Le chapitre IV relatif à la coopération internationale vise l'extradition, l'entraide judiciaire et les enquêtes conjointes.

Un aspect essentiel de la Convention concerne le chapitre V relatif à la restitution des avoirs (article 51) avec le principe de vérification de l'identité des clients de gros comptes et des ayants droit. Sont également envisagés le recouvrement direct des biens détournés, l'entraide judiciaire et la confiscation des biens. Enfin un programme de formation et d'entraide des Etats membres est prévu.

La France est d'ores et déjà dotée d'outils de lutte au sein de l'office central pour la répression de la grande délinquance financière offrant déjà des moyens sérieux pour mettre en œuvre la Convention. En outre, la Rapporteure a indiqué que, du fait des engagements antérieurs de la France dans le domaine de la lutte contre la corruption, la Convention n'impliquera pas de changement majeur dans le droit national.
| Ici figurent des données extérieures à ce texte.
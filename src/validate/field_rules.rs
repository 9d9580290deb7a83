//! Per-type value checks.
//! Match arms here must track `FieldType` in `parse/types.rs`.

use std::sync::LazyLock;

use chrono::NaiveDate;
use regex::Regex;
use serde_json::Value;

use super::FieldValidator;
use crate::parse::types::FieldType;

static EMAIL: LazyLock<Regex> =
    LazyLock::new(|| Regex::new(r"^[^\s@]+@[^\s@]+\.[^\s@]+$").unwrap());
static URL: LazyLock<Regex> = LazyLock::new(|| Regex::new(r"^https?://.+").unwrap());
static E164: LazyLock<Regex> = LazyLock::new(|| Regex::new(r"^\+?[1-9]\d{1,14}$").unwrap());
static DATE: LazyLock<Regex> = LazyLock::new(|| Regex::new(r"^\d{4}-\d{2}-\d{2}$").unwrap());
static NUMBER: LazyLock<Regex> = LazyLock::new(|| Regex::new(r"^-?\d+(\.\d+)?$").unwrap());

/// Apply the type-specific rules to a non-empty value. `text` is the trimmed
/// string form of `value`. Returns the failure message, if any.
pub fn check(validator: &FieldValidator, value: &Value, text: &str) -> Option<String> {
    let rules = validator.rules();

    match validator.field_type() {
        FieldType::Email => {
            if !EMAIL.is_match(text) {
                return Some("Invalid email format".into());
            }
        }
        FieldType::Url => {
            if !URL.is_match(text) {
                return Some("Invalid URL format (must start with http:// or https://)".into());
            }
        }
        FieldType::Phone => {
            let compact: String = text
                .chars()
                .filter(|c| !(c.is_whitespace() || matches!(c, '-' | '(' | ')')))
                .collect();
            if !E164.is_match(&compact) {
                return Some(
                    "Invalid phone format (use E.164 format, e.g., +1234567890)".into(),
                );
            }
        }
        FieldType::Date => {
            if !DATE.is_match(text) {
                return Some("Invalid date format (use YYYY-MM-DD)".into());
            }
            if NaiveDate::parse_from_str(text, "%Y-%m-%d").is_err() {
                return Some("Invalid date".into());
            }
        }
        FieldType::Number => {
            if !NUMBER.is_match(text) {
                return Some("Must be a valid number".into());
            }
            let Ok(n) = text.parse::<f64>() else {
                return Some("Must be a valid number".into());
            };
            if let Some(min) = rules.min {
                if n < min {
                    return Some(format!("Minimum value is {}", min));
                }
            }
            if let Some(max) = rules.max {
                if n > max {
                    return Some(format!("Maximum value is {}", max));
                }
            }
        }
        FieldType::Text | FieldType::Textarea => {
            if let Some(message) = check_length(validator, text) {
                return Some(message);
            }
            if let Some(pattern) = validator.pattern() {
                match pattern.is_match(text) {
                    Ok(true) => {}
                    Ok(false) => return Some("Value does not match required pattern".into()),
                    Err(e) => {
                        tracing::warn!(error = %e, "validation pattern failed to run, rule skipped");
                    }
                }
            }
        }
        FieldType::Select => {
            if let Some(options) = &rules.options {
                if !options.iter().any(|o| o == text) {
                    return Some(format!("Value must be one of: {}", options.join(", ")));
                }
            }
        }
        FieldType::Checkbox => {
            if !value.is_boolean() {
                return Some("Must be true or false".into());
            }
        }
        FieldType::Time | FieldType::Other(_) => return check_length(validator, text),
    }

    None
}

fn check_length(validator: &FieldValidator, text: &str) -> Option<String> {
    let rules = validator.rules();
    let len = text.chars().count();

    if let Some(min) = rules.min_length {
        if len < min {
            return Some(format!("Minimum {} characters required", min));
        }
    }
    if let Some(max) = rules.max_length {
        if len > max {
            return Some(format!("Maximum {} characters allowed", max));
        }
    }
    None
}

#[cfg(test)]
mod tests {
    use super::*;
    use crate::parse::types::ValidationRules;
    use serde_json::json;

    fn run(field_type: &str, value: Value, rules: ValidationRules) -> Option<String> {
        let validator = FieldValidator::new(field_type.into(), rules);
        let text = super::super::string_form(&value);
        check(&validator, &value, text.trim())
    }

    #[test]
    fn phone_strips_separators() {
        assert_eq!(run("phone", json!("+1 (234) 567-890"), ValidationRules::default()), None);
        assert!(run("phone", json!("0123"), ValidationRules::default()).is_some());
    }

    #[test]
    fn number_bounds_format_like_the_ui() {
        let rules = ValidationRules::default().with_range(Some(1.5), Some(10.0));
        assert_eq!(run("number", json!("1"), rules.clone()).as_deref(), Some("Minimum value is 1.5"));
        assert_eq!(run("number", json!(11), rules).as_deref(), Some("Maximum value is 10"));
    }

    #[test]
    fn invalid_pattern_is_skipped() {
        let rules = ValidationRules::default().with_pattern("([a-z");
        assert_eq!(run("text", json!("anything"), rules), None);
    }

    #[test]
    fn lookahead_pattern_is_enforced() {
        let rules = ValidationRules::default().with_pattern(r"^(?=.*\d).+$");
        assert_eq!(
            run("text", json!("abcdef"), rules.clone()).as_deref(),
            Some("Value does not match required pattern")
        );
        assert_eq!(run("text", json!("abc1ef"), rules), None);
    }

    #[test]
    fn backreference_pattern_is_enforced() {
        let rules = ValidationRules::default().with_pattern(r"^(\w)\1$");
        assert_eq!(run("text", json!("aa"), rules.clone()), None);
        assert!(run("text", json!("ab"), rules).is_some());
    }

    #[test]
    fn date_checks_calendar() {
        let rules = ValidationRules::default();
        assert_eq!(run("date", json!("2024-02-29"), rules.clone()), None);
        assert_eq!(run("date", json!("2023-02-29"), rules.clone()).as_deref(), Some("Invalid date"));
        assert_eq!(
            run("date", json!("29/02/2024"), rules).as_deref(),
            Some("Invalid date format (use YYYY-MM-DD)")
        );
    }
}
Il conviendra néanmoins de reconsidérer dans notre législation l'incrimination de la corruption active d'agents publics étrangers ainsi que l'extension du droit français aux actes visant à perturber les institutions judiciaires étrangères.

En conclusion, Mme Geneviève Colot a souligné qu'avec la Convention de Merida, la lutte contre la corruption est devenue une priorité mondiale pour les Nations unies. L'aspect le plus novateur de cette convention réside dans la reconnaissance du principe de restitution des avoirs à l'Etat spolié, principe défendu par les pays pauvres.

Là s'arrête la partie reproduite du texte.